I recently implemented a rope data structure in Lua as an AVL tree.
However, I realized a since the ropes are not interned, they can't be used efficiently as keys in a dictionary. (Lua walks over all new strings made by concatenation or slicing in order to intern them, making these $\Theta(n)$ operations, but guarantees fast dictionary lookup by only comparing addresses)
Can AVL tree ropes (or another type of balanced tree) be interned in a similar fashion in better than $O(n)$ time? Can fast interning be proved impossible?
Below is what I have thought of so far. I haven't found any resources about interning non-string data structures.
Hashing: You can efficiently determine the hash value of a concatenation or a slice with extra bookkeeping for some hash schemes (like Java's). However, you can't guarantee there are no collisions in these hashes (and actually their slicability/concateability can make them very easy to attack).
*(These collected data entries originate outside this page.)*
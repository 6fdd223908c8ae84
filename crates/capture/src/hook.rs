//! Unhandled and UI-thread capture channels
//!
//! The panic hook converts any panic into a `CapturedError` with a forced
//! backtrace. Inside [`ErrorReporter::guard_ui`] the hook only stashes the
//! error for the guard, which reports it once on the UI channel.

use std::backtrace::Backtrace;
use std::cell::{Cell, RefCell};
use std::panic::{self, AssertUnwindSafe, PanicHookInfo};
use std::sync::Arc;

use contracts::{CaptureChannel, CapturedError};
use tracing::{debug, warn};

use crate::reporter::{current_thread_name, ErrorReporter};

type PanicHook = Box<dyn Fn(&PanicHookInfo<'_>) + Send + Sync + 'static>;

thread_local! {
    static UI_DEPTH: Cell<usize> = const { Cell::new(0) };
    static UI_STASH: RefCell<Option<CapturedError>> = const { RefCell::new(None) };
    static IN_DISPATCH: Cell<bool> = const { Cell::new(false) };
}

/// Marks the current thread as building or delivering a report.
///
/// Panics raised here are left to the dispatcher's per-sink guard and are
/// never captured again.
pub(crate) struct DispatchScope {
    outer: bool,
}

impl DispatchScope {
    pub(crate) fn enter() -> Self {
        Self {
            outer: IN_DISPATCH.with(|flag| flag.replace(true)),
        }
    }

    pub(crate) fn active() -> bool {
        IN_DISPATCH.with(Cell::get)
    }
}

impl Drop for DispatchScope {
    fn drop(&mut self) {
        IN_DISPATCH.with(|flag| flag.set(self.outer));
    }
}

/// Marks the current thread as running a guarded UI callback
struct UiScope;

impl UiScope {
    fn enter() -> Self {
        UI_DEPTH.with(|depth| {
            if depth.get() == 0 {
                UI_STASH.with(|stash| stash.borrow_mut().take());
            }
            depth.set(depth.get() + 1);
        });
        UiScope
    }

    fn active() -> bool {
        UI_DEPTH.with(|depth| depth.get() > 0)
    }

    fn stash(error: CapturedError) {
        UI_STASH.with(|stash| *stash.borrow_mut() = Some(error));
    }

    fn take_stashed() -> Option<CapturedError> {
        UI_STASH.with(|stash| stash.borrow_mut().take())
    }
}

impl Drop for UiScope {
    fn drop(&mut self) {
        UI_DEPTH.with(|depth| depth.set(depth.get().saturating_sub(1)));
    }
}

/// Restores the previous panic hook when dropped.
///
/// Guards must be dropped in reverse installation order.
#[must_use = "dropping the guard uninstalls the panic hook"]
pub struct PanicHookGuard {
    previous: Option<Arc<PanicHook>>,
}

impl PanicHookGuard {
    /// Restore the previous hook now
    pub fn uninstall(mut self) {
        self.restore();
    }

    /// Keep the reporter's hook for the rest of the process
    pub fn leak(mut self) {
        self.previous = None;
    }

    fn restore(&mut self) {
        let Some(previous) = self.previous.take() else {
            return;
        };
        // set_hook panics while unwinding
        if std::thread::panicking() {
            warn!("Panic hook left installed, thread is unwinding");
            return;
        }
        panic::set_hook(Box::new(move |info| (*previous)(info)));
        debug!("Panic hook uninstalled");
    }
}

impl Drop for PanicHookGuard {
    fn drop(&mut self) {
        self.restore();
    }
}

impl ErrorReporter {
    /// Route every panic in the process through this reporter.
    ///
    /// The previously installed hook still runs afterwards, except for
    /// panics raised inside [`guard_ui`](Self::guard_ui). Panics raised while
    /// a report is being built or delivered only reach the previous hook.
    pub fn install_panic_hook(&self) -> PanicHookGuard {
        let previous: Arc<PanicHook> = Arc::new(panic::take_hook());
        let chained = Arc::clone(&previous);
        let reporter = self.clone();

        panic::set_hook(Box::new(move |info| {
            if DispatchScope::active() {
                (*chained)(info);
                return;
            }

            let location = info.location().map(|l| l.to_string());
            let backtrace = Backtrace::force_capture().to_string();
            let captured = CapturedError::from_panic(info.payload(), location, Some(backtrace))
                .with_thread(current_thread_name());

            if UiScope::active() {
                UiScope::stash(captured);
                return;
            }

            reporter.handle(captured.on_channel(CaptureChannel::Unhandled));
            (*chained)(info);
        }));

        debug!(app = %self.app().source_name(), "Panic hook installed");
        PanicHookGuard {
            previous: Some(previous),
        }
    }

    /// Run one UI callback, reporting its failure on the UI channel.
    ///
    /// An `Err` or a panic is captured and swallowed; `None` is returned in
    /// both cases.
    pub fn guard_ui<T, E, F>(&self, callback: F) -> Option<T>
    where
        F: FnOnce() -> Result<T, E>,
        E: std::error::Error + 'static,
    {
        let scope = UiScope::enter();
        let outcome = panic::catch_unwind(AssertUnwindSafe(callback));
        drop(scope);

        let captured = match outcome {
            Ok(Ok(value)) => return Some(value),
            Ok(Err(error)) => {
                CapturedError::from_error(&error).with_thread(current_thread_name())
            }
            Err(payload) => UiScope::take_stashed().unwrap_or_else(|| {
                CapturedError::from_panic(&*payload, None, None)
                    .with_thread(current_thread_name())
            }),
        };

        debug!(kind = %captured.kind(), "UI callback failed");
        self.handle(captured.on_channel(CaptureChannel::UiThread));
        None
    }
}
Normalizing: There are many different shapes that AVL trees with identical contents can take on. I could try to pick one special form for each size and designate it as the "canonical" form. When new trees are made when concatenating or slicing, in addition to balancing the tree, we reshape it to its canonical form. Naively this should not be efficient, because the vast majority of forms for a given size are $O(n)$ edits away from any particular canonical form. However, maybe if all subtrees are given some particular form, canonicalizing can be made efficient.
I tried the obvious perfectly-balanced tree as the canonical shape, but I couldn't make an efficient way to concatenate these. Another version I considered was "as left leaning as possible" but this had the same result.